> [What you will do] Write out, word for word, every line in the data below from the one containing "merged.description = Some(description.clone());" to the one containing "if let Some(fee)", both of them included.

> [Records supplied]

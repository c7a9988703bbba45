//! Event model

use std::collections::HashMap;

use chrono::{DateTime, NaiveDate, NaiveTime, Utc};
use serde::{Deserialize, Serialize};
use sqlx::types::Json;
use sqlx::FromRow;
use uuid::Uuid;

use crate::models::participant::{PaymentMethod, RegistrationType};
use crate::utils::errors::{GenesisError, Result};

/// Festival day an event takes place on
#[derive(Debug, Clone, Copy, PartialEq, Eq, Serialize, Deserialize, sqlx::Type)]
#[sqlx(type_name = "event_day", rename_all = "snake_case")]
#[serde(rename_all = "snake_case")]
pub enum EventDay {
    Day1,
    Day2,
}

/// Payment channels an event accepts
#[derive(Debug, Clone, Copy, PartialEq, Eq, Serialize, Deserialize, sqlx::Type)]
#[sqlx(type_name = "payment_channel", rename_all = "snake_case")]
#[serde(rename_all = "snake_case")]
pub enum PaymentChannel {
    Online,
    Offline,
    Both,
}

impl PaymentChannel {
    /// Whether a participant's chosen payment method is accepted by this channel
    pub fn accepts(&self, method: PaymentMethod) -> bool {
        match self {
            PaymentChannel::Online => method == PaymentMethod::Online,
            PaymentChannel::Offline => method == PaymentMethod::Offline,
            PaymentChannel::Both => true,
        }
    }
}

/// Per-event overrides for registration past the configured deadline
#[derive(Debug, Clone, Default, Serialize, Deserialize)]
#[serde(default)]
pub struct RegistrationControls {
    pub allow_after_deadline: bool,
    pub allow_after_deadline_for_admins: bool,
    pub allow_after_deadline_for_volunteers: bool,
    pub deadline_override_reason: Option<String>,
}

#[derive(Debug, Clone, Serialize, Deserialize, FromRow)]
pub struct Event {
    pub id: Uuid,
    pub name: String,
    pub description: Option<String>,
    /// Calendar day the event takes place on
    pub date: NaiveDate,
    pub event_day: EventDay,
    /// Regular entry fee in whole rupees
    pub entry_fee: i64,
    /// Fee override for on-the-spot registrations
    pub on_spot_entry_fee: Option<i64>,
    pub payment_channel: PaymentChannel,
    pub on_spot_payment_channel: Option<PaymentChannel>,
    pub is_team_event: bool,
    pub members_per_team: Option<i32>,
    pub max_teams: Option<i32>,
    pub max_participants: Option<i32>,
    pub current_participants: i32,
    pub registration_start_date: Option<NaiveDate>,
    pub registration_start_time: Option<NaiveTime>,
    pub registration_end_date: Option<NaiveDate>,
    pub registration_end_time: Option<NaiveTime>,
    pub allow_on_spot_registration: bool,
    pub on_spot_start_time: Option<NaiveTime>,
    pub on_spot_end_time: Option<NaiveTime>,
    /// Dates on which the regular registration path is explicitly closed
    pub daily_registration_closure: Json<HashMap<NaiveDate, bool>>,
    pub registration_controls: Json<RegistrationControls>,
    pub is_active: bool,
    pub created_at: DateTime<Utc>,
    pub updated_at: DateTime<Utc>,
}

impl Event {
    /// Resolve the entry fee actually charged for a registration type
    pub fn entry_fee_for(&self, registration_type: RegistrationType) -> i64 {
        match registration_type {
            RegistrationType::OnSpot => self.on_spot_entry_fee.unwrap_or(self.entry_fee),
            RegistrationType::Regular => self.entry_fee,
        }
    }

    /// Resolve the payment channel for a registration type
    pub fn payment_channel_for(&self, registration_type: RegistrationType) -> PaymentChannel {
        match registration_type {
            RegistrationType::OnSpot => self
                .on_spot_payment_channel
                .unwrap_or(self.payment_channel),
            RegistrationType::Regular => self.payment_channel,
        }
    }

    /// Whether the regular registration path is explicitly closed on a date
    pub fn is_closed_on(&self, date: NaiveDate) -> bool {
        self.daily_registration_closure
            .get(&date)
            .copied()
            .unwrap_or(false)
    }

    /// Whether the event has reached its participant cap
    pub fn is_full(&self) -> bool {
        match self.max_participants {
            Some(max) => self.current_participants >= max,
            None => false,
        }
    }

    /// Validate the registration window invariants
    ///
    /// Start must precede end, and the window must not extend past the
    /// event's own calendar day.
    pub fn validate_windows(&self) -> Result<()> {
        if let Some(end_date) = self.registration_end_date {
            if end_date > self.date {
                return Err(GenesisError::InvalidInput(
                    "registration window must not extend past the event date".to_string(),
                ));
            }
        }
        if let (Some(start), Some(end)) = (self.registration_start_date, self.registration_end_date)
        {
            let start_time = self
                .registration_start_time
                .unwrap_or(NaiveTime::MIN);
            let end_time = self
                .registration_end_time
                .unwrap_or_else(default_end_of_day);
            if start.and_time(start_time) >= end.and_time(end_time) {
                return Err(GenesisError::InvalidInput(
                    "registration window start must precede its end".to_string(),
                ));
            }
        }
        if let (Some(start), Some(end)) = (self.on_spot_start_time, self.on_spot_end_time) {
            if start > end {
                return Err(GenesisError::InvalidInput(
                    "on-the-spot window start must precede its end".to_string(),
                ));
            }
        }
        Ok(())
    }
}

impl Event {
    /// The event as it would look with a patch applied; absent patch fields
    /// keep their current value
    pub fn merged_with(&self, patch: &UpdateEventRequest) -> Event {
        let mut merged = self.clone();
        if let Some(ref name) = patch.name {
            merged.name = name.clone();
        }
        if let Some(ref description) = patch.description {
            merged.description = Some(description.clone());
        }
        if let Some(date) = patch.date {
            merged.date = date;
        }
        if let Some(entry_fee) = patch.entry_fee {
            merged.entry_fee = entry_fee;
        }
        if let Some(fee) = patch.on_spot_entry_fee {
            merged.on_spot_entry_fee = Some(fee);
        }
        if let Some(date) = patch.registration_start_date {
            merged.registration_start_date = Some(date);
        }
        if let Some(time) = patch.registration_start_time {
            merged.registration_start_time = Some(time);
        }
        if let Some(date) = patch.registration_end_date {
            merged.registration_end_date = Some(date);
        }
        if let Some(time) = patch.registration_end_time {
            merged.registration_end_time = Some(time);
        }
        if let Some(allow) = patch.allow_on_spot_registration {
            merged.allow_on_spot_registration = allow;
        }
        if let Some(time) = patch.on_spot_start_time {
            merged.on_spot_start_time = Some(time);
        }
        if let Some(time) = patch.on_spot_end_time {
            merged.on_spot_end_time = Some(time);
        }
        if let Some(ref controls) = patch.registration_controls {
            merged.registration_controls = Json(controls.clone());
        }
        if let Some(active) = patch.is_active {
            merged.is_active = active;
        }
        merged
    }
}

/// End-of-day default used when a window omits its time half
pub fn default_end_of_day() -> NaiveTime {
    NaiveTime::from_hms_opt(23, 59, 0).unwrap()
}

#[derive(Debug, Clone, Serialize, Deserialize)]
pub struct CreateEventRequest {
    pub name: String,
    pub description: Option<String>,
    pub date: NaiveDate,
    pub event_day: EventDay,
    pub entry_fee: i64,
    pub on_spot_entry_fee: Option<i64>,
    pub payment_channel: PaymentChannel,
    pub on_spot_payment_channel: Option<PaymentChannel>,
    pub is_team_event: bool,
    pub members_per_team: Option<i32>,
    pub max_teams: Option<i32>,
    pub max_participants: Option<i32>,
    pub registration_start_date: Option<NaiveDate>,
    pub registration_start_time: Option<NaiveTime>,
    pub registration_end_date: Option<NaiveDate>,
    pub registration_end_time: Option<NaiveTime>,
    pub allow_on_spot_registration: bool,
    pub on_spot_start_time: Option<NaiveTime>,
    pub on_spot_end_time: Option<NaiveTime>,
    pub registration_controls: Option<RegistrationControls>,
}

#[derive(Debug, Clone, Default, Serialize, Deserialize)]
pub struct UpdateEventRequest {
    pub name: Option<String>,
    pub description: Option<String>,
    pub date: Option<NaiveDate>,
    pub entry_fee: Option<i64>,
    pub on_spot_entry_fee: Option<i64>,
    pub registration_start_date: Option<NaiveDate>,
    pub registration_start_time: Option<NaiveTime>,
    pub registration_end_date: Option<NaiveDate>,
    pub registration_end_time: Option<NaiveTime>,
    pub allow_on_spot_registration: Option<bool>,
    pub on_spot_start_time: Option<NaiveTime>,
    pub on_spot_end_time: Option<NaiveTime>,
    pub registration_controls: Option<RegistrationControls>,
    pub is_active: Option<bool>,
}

> [Solution to the exercise]
            merged.description = Some(description.clone());
        }
        if let Some(date) = patch.date {
            merged.date = date;
        }
        if let Some(entry_fee) = patch.entry_fee {
            merged.entry_fee = entry_fee;
        }
        if let Some(fee) = patch.on_spot_entry_fee {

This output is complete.